The coronavirus (COVID-19) has affected higher education institutions both fundamentally and financially. In March 2020, as colleges and universities across the country transitioned to a remote learning environment, intercollegiate athletic seasons were cut short or cancelled entirely.
The decision to cancel competition intensified most athletic departments’ pre-existing struggle for financial stability. On an annual basis, the National Collegiate Athletic Association (NCAA) distributes funds to its member schools. Most of this money comes from the television and marketing rights as well as ticket sales for the Division I Men’s Basketball Championship. This, combined with decreased revenues (e.g., from tuition, fees and other revenue generating sports that were likely subsidizing others) and stagnant or increasing costs, have compelled leaders to make some difficult and unpopular decisions related to cutting athletic programs.
Although cuts to athletic programs are not unique to the COVID era, colleges and universities of all sizes are considering changes to their athletic programs as a result of COVID-19 and other variables within the industry that have been exacerbated by the pandemic. Recently and in the current higher education athletic program landscape, institutions make cuts to programs for a variety of reasons, although financial pressures remain the primary driving force behind such decisions.
Potential risks to be aware of
It is important to understand the possible risks related to cutting a collegiate athletic program. Consider the following when making these strategic decisions.

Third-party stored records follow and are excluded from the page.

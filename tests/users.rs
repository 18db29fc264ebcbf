mod common;

use bookclub::app_state::AppState;
use bookclub::auth::SessionService;
use bookclub::error::AppError;
use bookclub::models::{NewUser, SocialProvider};
use bookclub::store::Database;

use common::{register, test_config, test_state};

#[tokio::test]
async fn test_username_uniqueness() {
    let state = test_state().await;

    assert!(state.users.is_username_available("책벌레").await.unwrap());
    register(&state, "책벌레", false).await;
    assert!(!state.users.is_username_available("책벌레").await.unwrap());

    // The UNIQUE constraint is the authoritative guard.
    let err = state
        .users
        .create(NewUser {
            username: "책벌레".to_string(),
            ..NewUser::default()
        })
        .await
        .unwrap_err();
    assert!(matches!(err, AppError::Conflict(_)));
}

#[tokio::test]
async fn test_username_shape_is_enforced() {
    let state = test_state().await;

    for bad in ["a", "ninechars", "가나다라마바사아자", "a b"] {
        let err = state
            .users
            .create(NewUser {
                username: bad.to_string(),
                ..NewUser::default()
            })
            .await
            .unwrap_err();
        assert!(matches!(err, AppError::Validation(_)), "accepted {:?}", bad);

        let err = state.users.is_username_available(bad).await.unwrap_err();
        assert!(matches!(err, AppError::Validation(_)));
    }
}

#[tokio::test]
async fn test_social_identity_lookup() {
    let state = test_state().await;

    assert!(state
        .users
        .find_by_provider(SocialProvider::Kakao, "kakao-1")
        .await
        .unwrap()
        .is_none());

    let user = state
        .users
        .create(NewUser {
            username: "카카오".to_string(),
            provider: Some(SocialProvider::Kakao),
            provider_id: Some("kakao-1".to_string()),
            ..NewUser::default()
        })
        .await
        .unwrap();
    assert!(user.email.is_none());
    assert!(user.password_hash.is_none());

    let found = state
        .users
        .find_by_provider(SocialProvider::Kakao, "kakao-1")
        .await
        .unwrap()
        .unwrap();
    assert_eq!(found.id, user.id);
    assert_eq!(found.provider, Some(SocialProvider::Kakao));

    // Same provider id under a different provider is a different identity.
    assert!(state
        .users
        .find_by_provider(SocialProvider::Naver, "kakao-1")
        .await
        .unwrap()
        .is_none());

    let err = state
        .users
        .create(NewUser {
            username: "복제본".to_string(),
            provider: Some(SocialProvider::Kakao),
            provider_id: Some("kakao-1".to_string()),
            ..NewUser::default()
        })
        .await
        .unwrap_err();
    assert!(matches!(err, AppError::Conflict(_)));
}

#[tokio::test]
async fn test_session_roundtrip() {
    let state = test_state().await;
    let actor = register(&state, "세션맨", false).await;

    let token = state.sessions.issue(actor.id).await.unwrap();
    let resolved = state.sessions.resolve(&token).await.unwrap();
    assert_eq!(resolved.id, actor.id);
    assert_eq!(resolved.username, "세션맨");
    assert!(!resolved.is_admin);

    let err = state.sessions.resolve("bogus-token").await.unwrap_err();
    assert!(matches!(err, AppError::Unauthenticated(_)));

    state.sessions.revoke(&token).await.unwrap();
    let err = state.sessions.resolve(&token).await.unwrap_err();
    assert!(matches!(err, AppError::Unauthenticated(_)));
}

#[tokio::test]
async fn test_expired_session_is_rejected() {
    let database = Database::new_in_memory().await.unwrap();
    let state = AppState::with_database(&database, test_config());
    let actor = register(&state, "잠깐만", false).await;

    // A service whose sessions are born expired.
    let expired_sessions = SessionService::new(database.pool().clone(), -1);
    let token = expired_sessions.issue(actor.id).await.unwrap();

    let err = state.sessions.resolve(&token).await.unwrap_err();
    assert!(matches!(err, AppError::Unauthenticated(_)));
}

#[tokio::test]
async fn test_password_reset_updates_hash() {
    let state = test_state().await;

    let user = state
        .users
        .create(NewUser {
            username: "메일러".to_string(),
            email: Some("reader@example.com".to_string()),
            password_hash: Some(bookclub::auth::hash_password("old password").unwrap()),
            ..NewUser::default()
        })
        .await
        .unwrap();

    state.users.set_password(user.id, "new-hash").await.unwrap();
    let reloaded = state.users.get(user.id).await.unwrap().unwrap();
    assert_eq!(reloaded.password_hash.as_deref(), Some("new-hash"));

    let err = state.users.set_password(9999, "x").await.unwrap_err();
    assert!(matches!(err, AppError::NotFound(_)));

    let by_email = state
        .users
        .find_by_email("reader@example.com")
        .await
        .unwrap()
        .unwrap();
    assert_eq!(by_email.id, user.id);
}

- Impacts to the school’s ability to use and/or generate gift funds and endowed scholarships
- Decline in future enrollment and tuition revenue
- Reduction in funds distributed by the NCAA
- Decrease in special assistance funds (e.g., Pell Grant disbursements)
- Non-compliance with Title IX and NCAA regulations
- Misrepresentation in annual reports to the Department of Education on athletic program participation, staffing and revenue and expenses for men’s and women’s teams
- Unfavorable public perception from students, parents, alumni, prospective students, sports fans and the general public
- Negative publicity from social media and news outlets
Eliminating any collegiate team sport is going to be unpopular. Period. Leaders should consider doing the following before making the decision to cut a program:
- Define the long-term strategy for athletics: How do intercollegiate sports fit into the institution’s mission, vision and organization-wide strategy?
- Develop and implement a process and documentation to provide clarity on budgets and to monitor program spending. This should include established metrics and red flag indicators, and clearly identify who is responsible for budgeting and monitoring team spend.
- Outline the decision making process for keeping or cutting teams, including:
- Trend analysis: Does the program have a history of winning?
- Other means of support: Can the institution leverage facility rentals for revenue or offer camps and clinics?
- Impact on development, advancement and stewardship: How can the department/program have proactive conversations with gift officers and stewards?
- A process for walking back cuts
- Impact on recruitment and enrollment: What percentage of your student body are athletes? How could cuts impact future enrollment?
- Plans for communicating planned cuts: How are program stakeholders included in the conversation? Are they given the opportunity to identify an alternative solution?
- Create a strategic approach to conversations: Transparency is key! Make sure to work with the program, make the process collaborative and ensure voices are heard.